In Thailand, the prevalence of major congenital anomalies is 26.12 per 1000 live births and accounts for approximately one-fifth of neonatal deaths [2]. Thailand is a middle-income developing country, and most of its population is Buddhist. The national health policy provides maternal serum screening and mid-trimester ultrasound screening for all patients and a prenatal diagnosis in indicated pregnant women. Thai Penal Code 305 and Thai Medical Council Regulation 2005 permit legal abortions for pregnant women experiencing severe stress from the risk of having a fetus with severe anomalies and/or genetic disorders as determined by a qualified physician [3]. Safe abortions are promoted for these women and are covered by national health insurance.

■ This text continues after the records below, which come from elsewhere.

//! Viewport-Painter: zeichnet Basiskarte, Flächen, Highlight-Kreise
//! und Marker über den egui-Painter.

use egui::{pos2, Color32, Rect, Stroke, StrokeKind};
use glam::Vec2;

use super::picking::{marker_screen_rect, rectangle_screen_rect};
use super::textures::TextureStore;
use crate::core::annotations::{AnnotationLayer, Marker};
use crate::core::basemap::BasemapImage;
use crate::core::{AnimationStyle, Camera2D, MapView};
use crate::shared::options::HIGHLIGHT_STROKE_WEIGHT;

/// UV-Rechteck für vollflächige Textur-Zeichnung.
fn full_uv() -> Rect {
    Rect::from_min_max(pos2(0.0, 0.0), pos2(1.0, 1.0))
}

/// Bündelt die Zeichen-Parameter eines Frames.
pub struct PaintContext<'a> {
    /// Kamera über der Kartenansicht
    pub camera: &'a Camera2D,
    /// Feste Kartenansicht
    pub view: &'a MapView,
    /// Zu zeichnende Annotations-Ebene
    pub layer: &'a AnnotationLayer,
    /// Hochgeladene Texturen
    pub textures: &'a TextureStore,
    /// Basiskarten-Mosaik (CPU-Seite, für Welt-Geometrie)
    pub basemap: Option<&'a BasemapImage>,
    /// Basiskarte zeichnen
    pub basemap_visible: bool,
    /// Deckung der Basiskarte
    pub basemap_opacity: f32,
    /// egui-Zeit in Sekunden (für Animationen)
    pub time: f64,
    /// Pulsier-Animation abspielen
    pub animation_enabled: bool,
}

/// Zeichnet einen kompletten Karten-Frame in den Viewport `rect`.
///
/// Reihenfolge: Basiskarte, Flächen, Highlight-Kreise, Marker.
pub fn paint_map(painter: &egui::Painter, rect: Rect, ctx: &PaintContext<'_>) {
    let viewport = Vec2::new(rect.width(), rect.height());

    paint_basemap(painter, rect, ctx, viewport);
    paint_rectangles(painter, rect, ctx, viewport);
    paint_circles(painter, rect, ctx, viewport);
    paint_markers(painter, rect, ctx, viewport);
}

/// Deckungs-Verlauf der Pulsier-Animation zu einem Zeitpunkt.
///
/// Kosinus-Verlauf: Start bei `min_opacity`, Maximum nach einer halben
/// Periode, danach endlos weiter.
pub fn pulse_opacity(style: &AnimationStyle, time: f64) -> f32 {
    let phase = (time / style.period_secs as f64) * std::f64::consts::TAU;
    let wave = 0.5 - 0.5 * phase.cos();
    style.min_opacity + (style.max_opacity - style.min_opacity) * wave as f32
}

fn paint_basemap(painter: &egui::Painter, rect: Rect, ctx: &PaintContext<'_>, viewport: Vec2) {
    if !ctx.basemap_visible {
        return;
    }
    let (Some(basemap), Some(texture)) = (ctx.basemap, ctx.textures.basemap()) else {
        return;
    };

    let min = ctx.camera.world_to_screen(basemap.world_min, viewport);
    let max = ctx
        .camera
        .world_to_screen(basemap.world_min + basemap.world_size(), viewport);
    let screen = Rect::from_min_max(
        rect.min + egui::vec2(min.x, min.y),
        rect.min + egui::vec2(max.x, max.y),
    );

    let tint = Color32::WHITE.gamma_multiply(ctx.basemap_opacity.clamp(0.0, 1.0));
    painter.image(texture.id(), screen, full_uv(), tint);
}

fn paint_rectangles(painter: &egui::Painter, rect: Rect, ctx: &PaintContext<'_>, viewport: Vec2) {
    for area in ctx.layer.rectangles() {
        let local = rectangle_screen_rect(area.min, area.max, ctx.camera, ctx.view, viewport);
        let screen = local.translate(rect.min.to_vec2());
        painter.rect_filled(screen, 0.0, color32(area.fill_color, 1.0));
        painter.rect_stroke(
            screen,
            0.0,
            Stroke::new(area.weight, color32(area.color, 1.0)),
            StrokeKind::Inside,
        );
    }
}

fn paint_circles(painter: &egui::Painter, rect: Rect, ctx: &PaintContext<'_>, viewport: Vec2) {
    for circle in ctx.layer.circles() {
        let center = ctx
            .camera
            .world_to_screen(ctx.view.world_of(circle.pos), viewport);
        let center = rect.min + egui::vec2(center.x, center.y);

        // Meter-Radius in Bildschirm-Pixel am Breitengrad des Mittelpunkts
        let radius_px = (circle.radius_m / ctx.view.meters_per_pixel(circle.pos.lat)) as f32
            * ctx.camera.zoom;

        // Pulsieren nur, wenn der referenzierte Stil registriert wurde
        let alpha = circle
            .style_class
            .as_deref()
            .filter(|_| ctx.animation_enabled)
            .and_then(|class| ctx.layer.style(class))
            .map(|style| pulse_opacity(style, ctx.time))
            .unwrap_or(1.0);

        painter.circle_filled(center, radius_px, color32(circle.fill_color, alpha));
        painter.circle_stroke(
            center,
            radius_px,
            Stroke::new(HIGHLIGHT_STROKE_WEIGHT, color32(circle.color, alpha)),
        );
    }
}

fn paint_markers(painter: &egui::Painter, rect: Rect, ctx: &PaintContext<'_>, viewport: Vec2) {
    for marker in ctx.layer.markers() {
        paint_marker_shadow(painter, rect, ctx, viewport, marker);

        let local = marker_screen_rect(marker, ctx.camera, ctx.view, viewport);
        let screen = local.translate(rect.min.to_vec2());

        match ctx.textures.icon(&marker.icon.url) {
            Some(texture) => {
                painter.image(texture.id(), screen, full_uv(), Color32::WHITE);
            }
            None => paint_fallback_pin(painter, screen, marker),
        }
    }
}

/// Zeichnet den Marker-Schatten, falls dessen Textur geladen ist.
fn paint_marker_shadow(
    painter: &egui::Painter,
    rect: Rect,
    ctx: &PaintContext<'_>,
    viewport: Vec2,
    marker: &Marker,
) {
    let (Some(url), Some(size)) = (&marker.icon.shadow_url, marker.icon.shadow_size) else {
        return;
    };
    let Some(texture) = ctx.textures.icon(url) else {
        return;
    };

    // Schatten-Anker entspricht dem Icon-Anker
    let tip = ctx
        .camera
        .world_to_screen(ctx.view.world_of(marker.pos), viewport);
    let min = rect.min
        + egui::vec2(
            tip.x - marker.icon.anchor[0] as f32,
            tip.y - marker.icon.anchor[1] as f32,
        );
    let screen = Rect::from_min_size(min, egui::vec2(size[0] as f32, size[1] as f32));
    painter.image(texture.id(), screen, full_uv(), Color32::WHITE);
}

/// Vektor-Ersatz-Pin für Marker ohne geladene Icon-Textur.
fn paint_fallback_pin(painter: &egui::Painter, icon_rect: Rect, marker: &Marker) {
    let color = color32(marker.icon.fallback_color, 1.0);
    let tip = pos2(
        icon_rect.min.x + marker.icon.anchor[0] as f32,
        icon_rect.min.y + marker.icon.anchor[1] as f32,
    );
    let head = pos2(tip.x, tip.y - 16.0);

    painter.line_segment([tip, head], Stroke::new(3.0, color));
    painter.circle_filled(head, 7.5, color);
    painter.circle_filled(head, 3.0, Color32::WHITE);
}

/// Konvertiert eine RGBA-Float-Farbe in `Color32` mit Deckungs-Faktor.
fn color32(color: [f32; 4], alpha_mult: f32) -> Color32 {
    Color32::from_rgba_unmultiplied(
        (color[0] * 255.0).round() as u8,
        (color[1] * 255.0).round() as u8,
        (color[2] * 255.0).round() as u8,
        (color[3] * alpha_mult * 255.0).round() as u8,
    )
}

Several complicated factors, including parents’ psychological, sociocultural and religious backgrounds and economic status, affect parental decisions to continue or terminate a pregnancy. Previous studies have indicated that the TOP rate for fetal anomalies varies from 25 to 90% among populations with a variety of legal gestational limits [4,5,6,7,8,9,10]. Factors identified to affect parental decisions include maternal age, previous uncompleted pregnancies, rural residency, religious background, gestational age at diagnosis, severity of the fetal anomalies, involvement of the central nervous system or multiple organs and presence of genetic abnormalities [4,5,6,7,8,9,10].

Several reports have been published on parental decisions regarding TOP for fetal anomalies in developed countries; however, to our knowledge, similar studies with adequate case numbers and designs are scarce for developing countries, especially in the South-East Asia region, including Thailand [4,5,6,7,8,9,10,11,12]. This study was conducted to investigate the rates of TOP following diagnoses of major fetal anomalies before 24 gestational weeks at Ramathibodi Hospital, Bangkok, Thailand. A secondary goal was to evaluate the factors related to these parental decisions. This information may improve prenatal care and counselling in Thailand and South-East Asia.



The Fetal Anomaly Clinic (FAC) at Ramathibodi Hospital is a maternal-fetal medicine (MFM) clinic in a university hospital located in Thailand’s capital city. This institute employed 6–11 MFM specialists between 2010 and 2020, and five were present throughout the entire study period. Pregnant women with suspected fetal anomalies based on ultrasound with or without abnormal maternal serum screening or cell-free DNA screening results were referred for further management. Couples at risk for thalassemia and pregnant women desiring a prenatal diagnosis owing to advanced maternal age but without structural fetal anomalies are not referred to the FAC.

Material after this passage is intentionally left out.